Abt aponta que um aumento no uso de armas nas ruas pode ter tido mais impacto. “Em Chicago e em outros lugares, a polícia encontrou mais armas irregulares mesmo tendo feito menos prisões, o que sugere que mais indivíduos estão portando armas de fogo mesmo não tendo autorização para isso”.
O acesso às armas é uma questão politizada nos EUA. De modo geral, republicanos defendem que haja restrições mínimas à compra e à posse delas, enquanto democratas apoiam mais controles, como uma checagem cuidadosa dos antecedentes na hora da venda. No entanto, o governo de Joe Biden não tomou nenhuma medida de peso para mudar a situação desde que tomou posse, em janeiro.

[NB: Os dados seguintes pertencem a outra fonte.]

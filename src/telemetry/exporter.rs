use crate::config::{ExporterKind, TelemetryConfig};
use crate::domain::model::{MetricSample, MetricsSnapshot};
use crate::domain::ports::MetricExporter;
use crate::utils::error::{Result, SawtoothError};
use async_trait::async_trait;
use prometheus::proto::{MetricFamily, MetricType};
use prometheus::{Encoder, Registry, TextEncoder};
use reqwest::Client;
use std::collections::BTreeMap;
use std::sync::atomic::{AtomicU64, Ordering};
use std::sync::Arc;
use std::time::Duration;
use tokio::sync::watch;
use tokio::task::JoinHandle;
use tokio::time::{interval_at, Instant, MissedTickBehavior};
use url::Url;

/// Push requests never wait longer than this, however long the export interval is.
const MAX_PUSH_TIMEOUT: Duration = Duration::from_secs(10);

fn kind_name(kind: MetricType) -> &'static str {
    match kind {
        MetricType::COUNTER => "counter",
        MetricType::GAUGE => "gauge",
        MetricType::SUMMARY => "summary",
        MetricType::UNTYPED => "untyped",
        MetricType::HISTOGRAM => "histogram",
    }
}

/// Flattens gathered families and renders the text exposition in one go.
pub fn snapshot_of(families: &[MetricFamily]) -> Result<MetricsSnapshot> {
    let mut samples = Vec::new();
    for family in families {
        let kind = family.get_field_type();
        for metric in family.get_metric() {
            let labels: BTreeMap<String, String> = metric
                .get_label()
                .iter()
                .map(|l| (l.get_name().to_string(), l.get_value().to_string()))
                .collect();
            // histogram / summary 只取總和，log 輸出夠用
            let value = match kind {
                MetricType::COUNTER => metric.get_counter().get_value(),
                MetricType::GAUGE => metric.get_gauge().get_value(),
                MetricType::UNTYPED => metric.get_untyped().get_value(),
                MetricType::HISTOGRAM => metric.get_histogram().get_sample_sum(),
                MetricType::SUMMARY => metric.get_summary().get_sample_sum(),
            };
            samples.push(MetricSample {
                name: family.get_name().to_string(),
                kind: kind_name(kind).to_string(),
                labels,
                value,
            });
        }
    }

    let encoder = TextEncoder::new();
    let mut exposition = Vec::new();
    encoder.encode(families, &mut exposition)?;

    Ok(MetricsSnapshot {
        taken_at: chrono::Utc::now(),
        samples,
        exposition,
        content_type: encoder.format_type().to_string(),
    })
}

/// Writes every sample as one JSON log line.
#[derive(Debug, Default, Clone, Copy)]
pub struct LogExporter;

#[async_trait]
impl MetricExporter for LogExporter {
    fn name(&self) -> &'static str {
        "log"
    }

    async fn export(&self, snapshot: &MetricsSnapshot) -> Result<()> {
        let taken_at = snapshot.taken_at.to_rfc3339();
        for sample in &snapshot.samples {
            let line = serde_json::to_string(sample)?;
            tracing::info!(taken_at = %taken_at, "metric {}", line);
        }
        Ok(())
    }
}

/// Pushes the text exposition to a Prometheus Pushgateway.
#[derive(Debug, Clone)]
pub struct PushExporter {
    client: Client,
    url: Url,
}

impl PushExporter {
    pub fn new(endpoint: &str, job: &str, timeout: Duration) -> Result<Self> {
        let invalid = |reason: &str| SawtoothError::InvalidConfigValueError {
            field: "telemetry.push_endpoint".to_string(),
            value: endpoint.to_string(),
            reason: reason.to_string(),
        };

        let mut url = Url::parse(endpoint).map_err(|e| invalid(&e.to_string()))?;
        url.path_segments_mut()
            .map_err(|_| invalid("URL cannot be a base"))?
            .pop_if_empty()
            .extend(["metrics", "job", job]);

        // 建立 client 不會連線，端點不可達也不影響啟動
        let client = Client::builder().timeout(timeout).build()?;
        Ok(Self { client, url })
    }

    pub fn url(&self) -> &str {
        self.url.as_str()
    }
}

#[async_trait]
impl MetricExporter for PushExporter {
    fn name(&self) -> &'static str {
        "push"
    }

    async fn export(&self, snapshot: &MetricsSnapshot) -> Result<()> {
        let response = self
            .client
            .put(self.url.clone())
            .header(reqwest::header::CONTENT_TYPE, snapshot.content_type.as_str())
            .body(snapshot.exposition.clone())
            .send()
            .await?;

        let status = response.status();
        if !status.is_success() {
            let body = response.text().await.unwrap_or_default();
            return Err(SawtoothError::ExportError {
                message: format!("pushgateway returned {}: {}", status, body.trim()),
            });
        }

        tracing::debug!("Pushed {} bytes to {}", snapshot.exposition.len(), self.url);
        Ok(())
    }
}

/// Picks the exporter for the configured variant; `None` means observe only.
pub fn build_exporter(config: &TelemetryConfig) -> Result<Option<Box<dyn MetricExporter>>> {
    match config.exporter {
        ExporterKind::None => Ok(None),
        ExporterKind::Log => Ok(Some(Box::new(LogExporter))),
        ExporterKind::Push => {
            let endpoint = config.push_endpoint.as_deref().ok_or_else(|| {
                SawtoothError::MissingConfigError {
                    field: "telemetry.push_endpoint".to_string(),
                }
            })?;
            let timeout = config.export_interval().min(MAX_PUSH_TIMEOUT);
            let exporter = PushExporter::new(endpoint, config.push_job(), timeout)?;
            tracing::info!("📤 Pushing metrics to {}", exporter.url());
            Ok(Some(Box::new(exporter)))
        }
    }
}

#[derive(Debug, Default)]
pub struct ReaderStats {
    exports_ok: AtomicU64,
    exports_failed: AtomicU64,
}

#[derive(Debug, Clone, Copy, Default, PartialEq, Eq)]
pub struct ReaderSnapshot {
    pub exports_ok: u64,
    pub exports_failed: u64,
}

impl ReaderStats {
    pub fn snapshot(&self) -> ReaderSnapshot {
        ReaderSnapshot {
            exports_ok: self.exports_ok.load(Ordering::Relaxed),
            exports_failed: self.exports_failed.load(Ordering::Relaxed),
        }
    }
}

/// Gathers the registry on its own timer and hands the result to an exporter.
pub struct PeriodicReader {
    registry: Registry,
    exporter: Box<dyn MetricExporter>,
    interval: Duration,
}

impl PeriodicReader {
    pub fn new(registry: Registry, exporter: Box<dyn MetricExporter>, interval: Duration) -> Self {
        Self {
            registry,
            exporter,
            interval,
        }
    }

    pub async fn collect_and_export(&self) -> Result<()> {
        let snapshot = snapshot_of(&self.registry.gather())?;
        self.exporter.export(&snapshot).await
    }

    /// The first export happens one interval after start.
    pub fn spawn(self) -> ReaderHandle {
        let (shutdown, mut shutdown_rx) = watch::channel(false);
        let stats = Arc::new(ReaderStats::default());
        let task_stats = Arc::clone(&stats);

        let task = tokio::spawn(async move {
            let mut ticker = interval_at(Instant::now() + self.interval, self.interval);
            ticker.set_missed_tick_behavior(MissedTickBehavior::Skip);

            loop {
                tokio::select! {
                    biased;
                    changed = shutdown_rx.changed() => {
                        if changed.is_err() || *shutdown_rx.borrow() {
                            break;
                        }
                    }
                    _ = ticker.tick() => {
                        match self.collect_and_export().await {
                            Ok(()) => {
                                task_stats.exports_ok.fetch_add(1, Ordering::Relaxed);
                            }
                            Err(e) => {
                                // 匯出失敗只記錄，資料直接丟棄，下一輪再試
                                task_stats.exports_failed.fetch_add(1, Ordering::Relaxed);
                                tracing::warn!(
                                    exporter = self.exporter.name(),
                                    "⚠️ Metric export failed: {}",
                                    e
                                );
                            }
                        }
                    }
                }
            }
        });

        ReaderHandle {
            shutdown,
            task,
            stats,
        }
    }
}

pub struct ReaderHandle {
    shutdown: watch::Sender<bool>,
    task: JoinHandle<()>,
    stats: Arc<ReaderStats>,
}

impl ReaderHandle {
    pub fn stats(&self) -> ReaderSnapshot {
        self.stats.snapshot()
    }

    pub async fn stop(self) -> ReaderSnapshot {
        let _ = self.shutdown.send(true);
        if let Err(e) = self.task.await {
            tracing::warn!("Metric reader task ended abnormally: {}", e);
        }
        self.stats.snapshot()
    }
}

#[cfg(test)]
mod tests {
    use super::*;
    use prometheus::{IntGauge, Opts};

    fn registry_with_gauge(value: i64) -> Registry {
        let registry = Registry::new();
        let gauge = IntGauge::with_opts(Opts::new("demo_gauge", "demo")).unwrap();
        gauge.set(value);
        registry.register(Box::new(gauge)).unwrap();
        registry
    }

    #[test]
    fn test_snapshot_flattens_samples_and_text() {
        let registry = registry_with_gauge(7);
        let snapshot = snapshot_of(&registry.gather()).unwrap();

        let sample = snapshot.find("demo_gauge").next().unwrap();
        assert_eq!(sample.kind, "gauge");
        assert_eq!(sample.value, 7.0);
        let text = String::from_utf8(snapshot.exposition.clone()).unwrap();
        assert!(text.contains("demo_gauge 7"));
        assert!(snapshot.content_type.starts_with("text/plain"));
    }

    #[test]
    fn test_push_url_is_built_from_endpoint_and_job() {
        let exporter =
            PushExporter::new("http://localhost:9091/", "sawtooth", Duration::from_secs(1)).unwrap();
        assert_eq!(exporter.url(), "http://localhost:9091/metrics/job/sawtooth");

        let exporter =
            PushExporter::new("http://gw:9091/base", "my job", Duration::from_secs(1)).unwrap();
        assert_eq!(exporter.url(), "http://gw:9091/base/metrics/job/my%20job");
    }

    #[test]
    fn test_build_exporter_variants() {
        let mut config = TelemetryConfig {
            exporter: ExporterKind::None,
            ..TelemetryConfig::default()
        };
        assert!(build_exporter(&config).unwrap().is_none());

        config.exporter = ExporterKind::Log;
        assert_eq!(build_exporter(&config).unwrap().unwrap().name(), "log");

        config.exporter = ExporterKind::Push;
        assert!(build_exporter(&config).is_err());
    }

    #[test]
    fn test_log_exporter_accepts_snapshot() {
        let registry = registry_with_gauge(1);
        let reader = PeriodicReader::new(registry, Box::new(LogExporter), Duration::from_secs(1));
        tokio_test::assert_ok!(tokio_test::block_on(reader.collect_and_export()));
    }
}
pub mod generator;
pub mod scheduler;

pub use crate::domain::model::{Batch, DataPacket};
pub use generator::{generate_and_discard, CycleReport, GeneratorStats, StatsSnapshot};
pub use scheduler::{spawn_generator, spawn_generator_with, GeneratorHandle};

Em 2020, as atividades de policiamento tiveram dificuldades. Com a Covid, muitos agentes tiveram de faltar no trabalho. Além disso, alguns analistas apontam que o assassinato de George Floyd também levou a reduções no patrulhamento. Policiais de diversas cidades foram deslocados para as manifestações e reduziram a vigilância em áreas inseguras, o que reduziu a proteção contra assaltos e brigas de gangues
Em maio de 2020, Floyd morreu após ser sufocado por um policial branco. As imagens da ação rodaram o mundo e geraram uma onda de protestos contra o racismo e a truculência policial. Assim, diversas cidades mudaram protocolos e reduziram o número de abordagens . Pesquisadores apontam que isso fez com que algumas pessoas se sentissem mais à vontade para andar armadas e a tentar resolver desavenças por conta própria.

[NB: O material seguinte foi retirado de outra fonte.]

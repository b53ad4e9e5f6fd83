pub mod alloc;
pub mod exporter;
pub mod observers;

use crate::config::{GeneratorConfig, TelemetryConfig};
use crate::core::generator::GeneratorStats;
use crate::domain::model::MetricsSnapshot;
use crate::utils::error::Result;
use crate::utils::monitor::SystemMonitor;
use exporter::{build_exporter, snapshot_of, PeriodicReader, ReaderHandle};
use observers::{AllocatorObserver, CpuObserver, GeneratorObserver, MemoryObserver, ThreadObserver};
use prometheus::{Encoder, Registry, TextEncoder};
use std::collections::HashMap;
use std::sync::Arc;

/// One telemetry pipeline: a registry stamped with the service identity and
/// the fixed set of runtime observers.
///
/// Nothing is registered globally; hand the registrar (or a clone of its
/// registry) to whatever needs to read metrics.
pub struct MetricsRegistrar {
    registry: Registry,
    config: TelemetryConfig,
    monitor: Arc<SystemMonitor>,
}

impl MetricsRegistrar {
    /// Builds the registry and attaches every observer. Does no I/O beyond
    /// reading process stats, so an unreachable export endpoint cannot fail it.
    pub fn install(
        config: &TelemetryConfig,
        generator: &GeneratorConfig,
        stats: Arc<GeneratorStats>,
    ) -> Result<Self> {
        let mut labels = HashMap::new();
        labels.insert("service_name".to_string(), config.service_name.clone());
        labels.insert("service_version".to_string(), config.service_version.clone());
        let registry = Registry::new_custom(None, Some(labels))?;

        let monitor = Arc::new(SystemMonitor::new(true));

        registry.register(Box::new(CpuObserver::new(Arc::clone(&monitor))?))?;
        registry.register(Box::new(MemoryObserver::new(Arc::clone(&monitor))?))?;
        registry.register(Box::new(ThreadObserver::new(Arc::clone(&monitor))?))?;
        registry.register(Box::new(AllocatorObserver::new()?))?;
        registry.register(Box::new(GeneratorObserver::new(generator, stats)?))?;

        #[cfg(target_os = "linux")]
        registry.register(Box::new(
            prometheus::process_collector::ProcessCollector::for_self(),
        ))?;

        tracing::info!(
            service_name = %config.service_name,
            service_version = %config.service_version,
            exporter = %config.exporter,
            "📈 Metrics registrar installed"
        );

        Ok(Self {
            registry,
            config: config.clone(),
            monitor,
        })
    }

    pub fn registry(&self) -> &Registry {
        &self.registry
    }

    pub fn monitor(&self) -> &Arc<SystemMonitor> {
        &self.monitor
    }

    pub fn snapshot(&self) -> Result<MetricsSnapshot> {
        snapshot_of(&self.registry.gather())
    }

    pub fn encode_text(&self) -> Result<Vec<u8>> {
        let mut buf = Vec::new();
        TextEncoder::new().encode(&self.registry.gather(), &mut buf)?;
        Ok(buf)
    }

    /// Spawns the periodic reader for the configured exporter, if any.
    pub fn start_exporter(&self) -> Result<Option<ReaderHandle>> {
        let Some(exporter) = build_exporter(&self.config)? else {
            tracing::info!("No metric exporter configured, observers only");
            return Ok(None);
        };

        tracing::info!(
            exporter = exporter.name(),
            interval_ms = self.config.export_interval_millis,
            "Starting periodic metric reader"
        );
        let reader = PeriodicReader::new(
            self.registry.clone(),
            exporter,
            self.config.export_interval(),
        );
        Ok(Some(reader.spawn()))
    }
}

Com a pandemia, muitos homens jovens, que costumam agir de modo mais agressivo, ficaram com mais tempo livre, ao mesmo tempo em que houve alta na compra de bebidas alcoólicas (25% acima da média anual). Escolas, igrejas e centros comunitários, que costumam ajudar a evitar e a resolver conflitos, ficaram inoperantes por meses. Esses fatores somados favorecem a ocorrência de crimes.
Além disso, os protestos fizeram com que parte dos agentes de segurança se sentisse desmotivada para desempenhar suas funções. E as críticas feitas à polícia teriam diminuído o interesse da população em fazer denúncias, o que dificulta a resolução de casos.

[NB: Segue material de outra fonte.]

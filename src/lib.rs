pub mod config;
pub mod core;
pub mod domain;
pub mod telemetry;
pub mod utils;

#[cfg(feature = "cli")]
pub use config::cli::CliConfig;

pub use config::{ExporterKind, GeneratorConfig, Settings, TelemetryConfig};
pub use crate::core::{generate_and_discard, spawn_generator, GeneratorHandle, GeneratorStats};
pub use telemetry::MetricsRegistrar;
pub use utils::error::{Result, SawtoothError};
// Domain layer: the placeholder records and the ports the telemetry side plugs into.

pub mod model;
pub mod ports;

O Council on Criminal Justice defende que as ações de combate ao crime sejam concentradas em áreas com alto índice de homicídios, mas com uma abordagem que inclua outros profissionais, como assistentes sociais, para que as comunidades tenham uma relação de maior confiança com os agentes públicos. E que policiais deixem de ir a ocorrências não criminais, como conflitos com moradores de rua e casos de overdose, para que eles possam se concentrar no combate a crimes, como os homicídios.
“As cidades precisam focar em soluções baseadas em evidências, que envolvam agentes de segurança e líderes comunitários. A redução do crime precisa ser um esforço unificado, e as lideranças políticas precisam se comprometer com isso no longo prazo”, indica Abt.